Comme tout projet, /e/OS a ses détracteurs. Le système d’exploitation a « tous les mêmes problèmes de sécurité que LineageOS », soutient un chercheur qui répond au nom de madaidan. « Il désactive le démarrage vérifié, qui est utilisé pour s’assurer que le micrologiciel, le chargeur de démarrage, le système d’exploitation, etc. ne sont pas altérés. » Il fait valoir que la plupart des ROM personnalisées utilisent des constructions userdebug (qui ajoutent une surface d’attaque de débogage supplémentaire), autorisent l’accès root via adb, n’incluent pas les mises à jour du firmware et affaiblissent les politiques SELinux.

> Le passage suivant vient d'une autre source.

//! Structured output of result records.
//!
//! JSON and YAML serialize the records as they are. CSV flattens every
//! record to dotted paths; the header is the union of all paths, in the
//! order they are first seen. A record that is not an object fills a
//! single `value` column.

use indexmap::IndexSet;
use rowseek::{flatten, to_text, FlatRow};
use serde_json::Value;
use thiserror::Error;

use crate::cli::OutputFormat;

/// Errors that can occur during serialization.
#[derive(Debug, Error)]
pub enum SerializeError {
    #[error("JSON serialization failed: {0}")]
    Json(#[from] serde_json::Error),

    #[error("YAML serialization failed: {0}")]
    Yaml(#[from] serde_yaml::Error),

    #[error("CSV serialization failed: {0}")]
    Csv(String),
}

/// Serializes `records` in `format`. The result ends with a newline.
pub fn serialize(records: &[Value], format: OutputFormat) -> Result<String, SerializeError> {
    match format {
        OutputFormat::Json => {
            let mut text = serde_json::to_string_pretty(records)?;
            text.push('\n');
            Ok(text)
        }
        OutputFormat::Yaml => Ok(serde_yaml::to_string(records)?),
        OutputFormat::Csv => to_csv(records),
    }
}

fn to_csv(records: &[Value]) -> Result<String, SerializeError> {
    let rows: Vec<FlatRow> = records.iter().map(csv_row).collect();
    let headers: IndexSet<&str> = rows
        .iter()
        .flat_map(|row| row.keys().map(String::as_str))
        .collect();

    let mut wtr = csv::Writer::from_writer(vec![]);
    if !headers.is_empty() {
        wtr.write_record(&headers)
            .map_err(|e| SerializeError::Csv(e.to_string()))?;
    }
    for row in &rows {
        let cells: Vec<String> = headers
            .iter()
            .map(|h| to_text(row.get(*h)).into_owned())
            .collect();
        wtr.write_record(&cells)
            .map_err(|e| SerializeError::Csv(e.to_string()))?;
    }

    let bytes = wtr
        .into_inner()
        .map_err(|e| SerializeError::Csv(e.to_string()))?;
    String::from_utf8(bytes).map_err(|e| SerializeError::Csv(e.to_string()))
}

fn csv_row(record: &Value) -> FlatRow {
    match record {
        Value::Object(_) => flatten(record),
        scalar => {
            let mut row = FlatRow::new();
            row.insert("value".to_string(), scalar.clone());
            row
        }
    }
}

#[cfg(test)]
mod tests {
    use super::*;
    use serde_json::json;

    fn records() -> Vec<Value> {
        vec![
            json!({"name": "Anna", "person": {"age": 31}}),
            json!({"name": "Bob, Jr.", "tags": ["a", "b"], "person": {"age": 40}}),
        ]
    }

    #[test]
    fn json_output() {
        let text = serialize(&records(), OutputFormat::Json).unwrap();
        let back: Vec<Value> = serde_json::from_str(&text).unwrap();
        assert_eq!(back, records());
        assert!(text.ends_with('\n'));
    }

    #[test]
    fn yaml_output() {
        let text = serialize(&records(), OutputFormat::Yaml).unwrap();
        assert!(text.contains("name: Anna"));
        let back: Vec<Value> = serde_yaml::from_str(&text).unwrap();
        assert_eq!(back, records());
    }

    #[test]
    fn csv_output_flattens_paths() {
        let text = serialize(&records(), OutputFormat::Csv).unwrap();
        let lines: Vec<&str> = text.lines().collect();
        assert_eq!(lines[0], "name,person.age,tags");
        assert_eq!(lines[1], "Anna,31,");
        assert_eq!(lines[2], r#""Bob, Jr.",40,"[""a"",""b""]""#);
    }

    #[test]
    fn csv_of_nothing_is_empty() {
        assert_eq!(serialize(&[], OutputFormat::Csv).unwrap(), "");
    }

    #[test]
    fn csv_headers_follow_record_order() {
        let records = vec![
            json!({"person": {"lastName": "Cole", "firstName": "Anna"}, "age": 31}),
            json!({"zone": "b", "age": 40}),
        ];
        let text = serialize(&records, OutputFormat::Csv).unwrap();
        assert_eq!(text.lines().next(), Some("person.lastName,person.firstName,age,zone"));
    }

    #[test]
    fn csv_of_scalars() {
        let text = serialize(&[json!(1), json!("x")], OutputFormat::Csv).unwrap();
        assert_eq!(text, "value\n1\nx\n");
    }
}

« /e/OS n’est pas sur la sécurité renforcée, du moins pour le moment », dit Duval. « Ce n’est pas pour les personnes qui peuvent être ciblées par les gouvernements, les services de renseignement ou les organisations illégales. Nous faisons un écosystème de téléphonie mobile qui permet aux utilisateurs d’échapper à la récolte permanente et industrielle de leurs données personnelles. »

À court terme, Duval espère ajouter de nouvelles fonctionnalités de confidentialité, et améliorer encore l’expérience utilisateur. « À long terme, notre objectif est de devenir l’écosystème mobile standard de facto pour les utilisateurs qui veulent plus de confidentialité, et généralement, un environnement mobile plus éthique », dit-il.

Peut-on construire un public avec Graphene et /e/ ?

Surmonter le marché des OS mobiles où Apple et Google ont 99% de parts de marché est un défi. « S’ils espèrent vendre des millions d’appareils, ils se font des illusions », déclare Francisco Jeronimo, vice-président associé des appareils pour IDC EMEA. Il fait valoir que l’amélioration de la confidentialité et de la sécurité pourrait ne pas suffire pour atteindre une part de marché décente. « Tout le monde prétend s’intéresser à la sécurité et à la vie privée, mais la majorité des consommateurs, bien qu’ils soient conscients des risques, continueront à utiliser leur téléphone normal. »

Pour autant, Jeronimo pense que GrapheneOS et /e/OS peuvent gagner de l’argent, s’ils font tout bien : « Il existe une petite niche d’utilisateurs et d’entreprises qui se soucient fortement de la sécurité et de la confidentialité, et qui ne veulent pas être surveillés. »

Pour O’Brien, du Yale Privacy Lab, cette petite niche vaut la peine d’être défendue malgré toutes les difficultés. Selon lui, les personnes qui souhaitent une meilleure vie privée et une meilleure sécurité devraient pouvoir l’obtenir. « Sur une planète remplie de capteurs espions sous la responsabilité des États-Unis, de la Chine et d’autres États puissants plus petits, les perspectives en matière de vie privée, d’autonomie et de liberté sont sombres », explique-t-il. « Ceux qui ont consacré leur vie à remplacer les grandes technologies savent que les obstacles sont énormes, mais se battent quand même. »

O’Brien soutient que la pandémie de COVID-19 et les protestations autour du globe « ont peut-être déjà fait pencher la balance du contrôle dans les mains du gouvernement », et qu’avoir des options pourrait être le seul moyen de préserver la liberté numérique pour ceux qui en ont le plus besoin.